We use the `DESeqTranform` object to mark the batch-effects, and `limma::removeBatchEffect` to remove them:
```{r}
vsd <- readRDS('output/vst_pseudocounts.RDS')
# min(tpmNormalisedCounts) is 0 so we need to add 1 for log transform
tpm_log_bcorr <- removeBatchEffect(
log2(tpmNormalisedCounts+1),
batch=vsd$batch,
design=model.matrix(~condition, colData(vsd) )
)
# reverse log transform
tpm_bcorr <- 2^tpm_log_bcorr
# save for MA plots
saveRDS(tpm_bcorr, file='output/tmp_batch_corrected.RDS')
# filter by DEGs
DE_tpm_bcorr <- tpm_bcorr[match(DE_unique_genes,
rownames(tpm_bcorr)),]
```
ALl annotations are the same -- we are now ready to plot.

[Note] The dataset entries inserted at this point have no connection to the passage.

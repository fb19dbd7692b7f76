/**
 * Instructions for Investment Desk
 * 
 * Made by LabsX402 for Solana
 * https://x.com/LabsX402
 */

pub mod platform;
pub mod plans;
pub mod payment_methods;
pub mod profiles;
pub mod admin_users;
pub mod investments;
pub mod lifecycle;
pub mod bonus;
pub mod referrals;
pub mod withdrawals;

#[cfg(test)]
pub(crate) mod test_fixtures;

pub use platform::*;
pub use plans::*;
pub use payment_methods::*;
pub use profiles::*;
pub use admin_users::*;
pub use investments::*;
pub use lifecycle::*;
pub use bonus::*;
pub use referrals::*;
pub use withdrawals::*;
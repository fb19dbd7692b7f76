/**
 * Admin User Management Instructions
 *
 * Made by LabsX402 for Solana
 * https://x.com/LabsX402
 */

use anchor_lang::prelude::*;

use crate::{
    state::{AccountStatus, Profile, Role},
    DeskError,
    UserAccessChanged,
    UserBalanceUpdated,
    PROFILE_SEED,
};

#[derive(Accounts)]
pub struct ManageUser<'info> {
    pub admin: Signer<'info>,

    #[account(
        seeds = [PROFILE_SEED, admin.key().as_ref()],
        bump = admin_profile.bump,
        constraint = admin_profile.is_admin() @ DeskError::Unauthorized,
    )]
    pub admin_profile: Account<'info, Profile>,

    #[account(
        mut,
        seeds = [PROFILE_SEED, user_profile.owner.as_ref()],
        bump = user_profile.bump,
    )]
    pub user_profile: Account<'info, Profile>,
}

// =============================================================================
// UPDATE USER BALANCE
// =============================================================================

pub fn update_balance_handler(ctx: Context<ManageUser>, amount: i64) -> Result<()> {
    require!(amount != 0, DeskError::InvalidAmount);

    let user = &mut ctx.accounts.user_profile;
    user.adjust_balance(amount)?;

    emit!(UserBalanceUpdated {
        admin: ctx.accounts.admin.key(),
        user: user.owner,
        delta: amount,
        available_balance: user.available_balance,
    });

    msg!("Balance of {} adjusted by {} -> {}", user.owner, amount, user.available_balance);

    Ok(())
}

// =============================================================================
// ROLE / STATUS
// =============================================================================

pub fn set_status_handler(ctx: Context<ManageUser>, status: AccountStatus) -> Result<()> {
    let admin = ctx.accounts.admin.key();
    let user = &mut ctx.accounts.user_profile;
    require_keys_neq!(user.owner, admin, DeskError::CannotModifySelf);

    user.status = status;

    emit_access_changed(admin, user);

    Ok(())
}

pub fn set_role_handler(ctx: Context<ManageUser>, role: Role) -> Result<()> {
    let admin = ctx.accounts.admin.key();
    let user = &mut ctx.accounts.user_profile;
    require_keys_neq!(user.owner, admin, DeskError::CannotModifySelf);

    user.role = role;

    emit_access_changed(admin, user);

    Ok(())
}

fn emit_access_changed(admin: Pubkey, user: &Profile) {
    emit!(UserAccessChanged {
        admin,
        user: user.owner,
        role: user.role,
        status: user.status,
    });

    msg!("Access for {}: {:?} / {:?}", user.owner, user.role, user.status);
}
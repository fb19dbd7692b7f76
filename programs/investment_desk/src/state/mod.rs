/**
 * State Accounts for Investment Desk
 * 
 * Made by LabsX402 for Solana
 * https://x.com/LabsX402
 */

pub mod config;
pub mod plan;
pub mod payment_method;
pub mod profile;
pub mod investment;
pub mod withdrawal;

pub use config::*;
pub use plan::*;
pub use payment_method::*;
pub use profile::*;
pub use investment::*;
pub use withdrawal::*;

use crate::DeskError;

/// Length check shared by every bounded string field
pub fn validate_text(value: &str, max_len: usize) -> core::result::Result<(), DeskError> {
    if value.trim().is_empty() || value.len() > max_len {
        return Err(DeskError::InvalidText);
    }
    Ok(())
}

### Heatmap of batch-corrected, z-scored TPM
```{r, fig.height=12, fig.width=10}
hm <- pheatmap(
# data
mat = DE_tpm_bcorr,
scale = "row", # z-scores the rows
# main
main = main.title,
fontsize = 14,
clustering_method = "ward.D2",
# rows
cluster_rows = TRUE,
clustering_distance_rows = 'minkowski',
treeheight_row = 25, # default is 50
cutree_rows = 6,
show_rownames = FALSE,
# cols
cluster_cols = TRUE,
clustering_distance_cols = 'canberra',
treeheight_col = 25,
labels_col = targets$sample_type,
fontsize_col = 9,
angle_col = 45,
# annotation
annotation = ann_labels,
annotation_colors = ann_colors,
# tiles
color = cet_pal(n = 256, name = "cbd1", alpha = 1),
border_color = NA,
cellwidth = 20,
cellheight = 0.5
)
hm
```
This is clearly more reasonable -- however, it requires transforming TPMs forth and back. We might just as well use the pseudocounts generated by the `DESeq2::vst` transformation.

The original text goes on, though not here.